Common hawthorn Crataegus monogyna

In May, our hedgerows burst into life as common hawthorn erupts with masses of creamy-white blossom, colouring the landscape and giving this thorny shrub its other name of ‘May-tree’. During the autumn and winter, red fruits known as ‘haws’ appear. This plant is a rich habitat for all kinds of wildlife from hawthorn shield bugs and yellowhammers that feed on the haws, to wood mice and slow worms that shelter in the thorny thickets.
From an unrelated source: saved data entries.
use std::path::PathBuf;

use clap::{Parser, Subcommand};
use liveconfig::DialectSetting;

#[derive(Parser, Debug)]
#[command(
    name = "shadelive",
    author,
    version,
    about = "Live-coding runner for GLSL fragment shaders",
    args_conflicts_with_subcommands = true
)]
pub struct Cli {
    #[command(flatten)]
    pub run: RunArgs,
    #[command(subcommand)]
    pub command: Option<Command>,
}

#[derive(Parser, Debug, Clone, Default)]
pub struct RunArgs {
    /// Fragment shader defining `void mainImage(out vec4, in vec2)`.
    #[arg(value_name = "SHADER")]
    pub shader: Option<PathBuf>,

    /// Configuration file; defaults to `shadelive.toml` in the user config dir.
    #[arg(long, value_name = "FILE", env = "SHADELIVE_CONFIG")]
    pub config: Option<PathBuf>,

    /// Start in the small windowed presentation instead of fullscreen.
    #[arg(long)]
    pub small: bool,

    /// Do not reload the shader when the file changes.
    #[arg(long)]
    pub no_watch: bool,

    /// Frames a shader without `iTime` keeps drawing after its last change.
    #[arg(long, value_name = "FRAMES", value_parser = clap::value_parser!(u32).range(1..))]
    pub idle_frames: Option<u32>,

    /// GL flavour: `auto`, `gles`, or `desktop`.
    #[arg(long, value_name = "DIALECT", value_parser = parse_dialect)]
    pub dialect: Option<DialectSetting>,
}

#[derive(Subcommand, Debug)]
pub enum Command {
    /// Open a window and live-reload the shader (the default).
    Run(RunArgs),
    /// Print the shader as the driver sees it, with line numbers.
    Wrap(WrapArgs),
}

#[derive(Parser, Debug)]
pub struct WrapArgs {
    #[arg(value_name = "SHADER")]
    pub shader: PathBuf,

    /// Version line to use: `gles` (default) or `desktop`.
    #[arg(long, value_name = "DIALECT", value_parser = parse_dialect)]
    pub dialect: Option<DialectSetting>,
}

pub fn parse() -> Cli {
    Cli::parse()
}

pub fn parse_dialect(value: &str) -> Result<DialectSetting, String> {
    let trimmed = value.trim();
    if trimmed.is_empty() {
        return Err("dialect must not be empty".to_string());
    }

    match trimmed.to_ascii_lowercase().as_str() {
        "auto" => Ok(DialectSetting::Auto),
        "gles" | "es" | "webgl" => Ok(DialectSetting::Gles),
        "desktop" | "gl" | "core" => Ok(DialectSetting::Desktop),
        other => Err(format!(
            "unknown dialect '{other}' (expected auto, gles, or desktop)"
        )),
    }
}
Common hawthorn has shiny leaves, divided into three to seven pairs of lobes, and five-petalled, sweet-smelling flowers. It can be distinguished from the similar midland hawthorn by its more deeply lobed leaves and the fact that it only has a single seed in each fruit.


Height: up to 15m





When to see

January – December


  • Common hawthorn is also known as ‘May thorn’, ‘May blossom’ or ‘quick thorn’ and features in many traditional May-time celebrations; for example, the flowers were used to make garlands for May Day.

Common name

Common hawthorn

Species name

Crataegus monogyna

IUCN Red List status


When to see in Scotland

January – December

Where to see in Scotland

Scottish Wildlife Trust reserves such as Balnagard glen or Seafar wood.